(RECORDS PROVIDED begins)
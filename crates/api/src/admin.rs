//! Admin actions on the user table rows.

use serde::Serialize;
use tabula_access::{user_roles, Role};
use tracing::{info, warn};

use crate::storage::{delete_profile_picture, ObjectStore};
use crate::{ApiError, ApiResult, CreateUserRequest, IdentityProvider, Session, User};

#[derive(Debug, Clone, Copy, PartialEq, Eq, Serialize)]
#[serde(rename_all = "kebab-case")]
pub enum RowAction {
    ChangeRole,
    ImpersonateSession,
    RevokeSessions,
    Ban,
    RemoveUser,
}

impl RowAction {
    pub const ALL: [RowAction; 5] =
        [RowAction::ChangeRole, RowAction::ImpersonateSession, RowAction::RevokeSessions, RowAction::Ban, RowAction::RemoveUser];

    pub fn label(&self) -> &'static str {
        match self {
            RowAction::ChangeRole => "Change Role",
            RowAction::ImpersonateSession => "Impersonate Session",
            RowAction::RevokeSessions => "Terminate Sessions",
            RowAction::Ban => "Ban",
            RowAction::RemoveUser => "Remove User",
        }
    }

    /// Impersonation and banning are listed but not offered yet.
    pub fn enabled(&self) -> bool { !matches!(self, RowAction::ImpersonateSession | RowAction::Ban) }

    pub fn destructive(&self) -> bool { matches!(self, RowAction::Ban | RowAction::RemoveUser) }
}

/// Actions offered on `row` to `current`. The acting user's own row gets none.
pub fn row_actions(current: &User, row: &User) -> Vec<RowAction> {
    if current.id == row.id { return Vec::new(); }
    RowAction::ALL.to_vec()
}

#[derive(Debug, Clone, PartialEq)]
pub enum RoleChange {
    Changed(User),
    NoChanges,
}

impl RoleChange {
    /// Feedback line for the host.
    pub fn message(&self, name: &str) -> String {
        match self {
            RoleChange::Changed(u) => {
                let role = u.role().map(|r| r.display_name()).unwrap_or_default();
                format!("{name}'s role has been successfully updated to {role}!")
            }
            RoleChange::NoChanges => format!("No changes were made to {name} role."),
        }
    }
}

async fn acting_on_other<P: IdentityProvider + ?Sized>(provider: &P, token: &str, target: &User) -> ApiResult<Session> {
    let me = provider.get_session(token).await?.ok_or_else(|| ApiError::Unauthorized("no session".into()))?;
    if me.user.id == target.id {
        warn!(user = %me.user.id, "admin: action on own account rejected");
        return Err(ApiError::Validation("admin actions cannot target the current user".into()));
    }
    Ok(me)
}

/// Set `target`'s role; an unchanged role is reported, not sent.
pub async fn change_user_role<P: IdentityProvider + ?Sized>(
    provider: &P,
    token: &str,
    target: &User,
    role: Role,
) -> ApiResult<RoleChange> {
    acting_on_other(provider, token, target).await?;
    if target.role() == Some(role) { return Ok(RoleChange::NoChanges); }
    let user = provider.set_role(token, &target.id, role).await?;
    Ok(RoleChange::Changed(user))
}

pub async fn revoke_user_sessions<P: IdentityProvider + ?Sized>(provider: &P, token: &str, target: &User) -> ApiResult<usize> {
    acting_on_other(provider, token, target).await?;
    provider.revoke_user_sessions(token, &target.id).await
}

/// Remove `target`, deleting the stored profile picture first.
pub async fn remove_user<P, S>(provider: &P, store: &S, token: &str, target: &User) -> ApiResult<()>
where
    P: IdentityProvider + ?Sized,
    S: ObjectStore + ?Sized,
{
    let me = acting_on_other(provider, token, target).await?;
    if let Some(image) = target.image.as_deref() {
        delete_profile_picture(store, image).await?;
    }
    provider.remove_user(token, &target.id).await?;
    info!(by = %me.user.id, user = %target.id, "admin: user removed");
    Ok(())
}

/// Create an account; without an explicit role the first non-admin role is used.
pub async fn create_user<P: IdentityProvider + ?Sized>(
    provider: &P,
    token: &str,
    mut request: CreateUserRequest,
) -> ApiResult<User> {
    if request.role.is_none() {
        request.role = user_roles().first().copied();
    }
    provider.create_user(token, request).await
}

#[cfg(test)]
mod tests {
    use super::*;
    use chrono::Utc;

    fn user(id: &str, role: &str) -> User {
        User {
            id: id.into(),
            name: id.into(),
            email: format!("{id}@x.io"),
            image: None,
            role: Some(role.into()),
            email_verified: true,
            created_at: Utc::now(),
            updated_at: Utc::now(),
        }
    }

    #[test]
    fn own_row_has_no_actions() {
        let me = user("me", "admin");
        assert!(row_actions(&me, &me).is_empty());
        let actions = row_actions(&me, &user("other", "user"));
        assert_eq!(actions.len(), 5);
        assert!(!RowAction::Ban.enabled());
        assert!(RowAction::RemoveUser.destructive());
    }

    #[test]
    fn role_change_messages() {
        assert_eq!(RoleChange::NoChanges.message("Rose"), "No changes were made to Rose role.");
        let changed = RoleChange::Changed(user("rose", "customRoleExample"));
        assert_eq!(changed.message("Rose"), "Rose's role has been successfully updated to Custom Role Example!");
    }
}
(RECORDS PROVIDED ends)
DIRECTIONS
Go through the entries above and say how many lines include the word "RevokeSessions". Give the number only.

RESPONSE TO THIS EXERCISE
3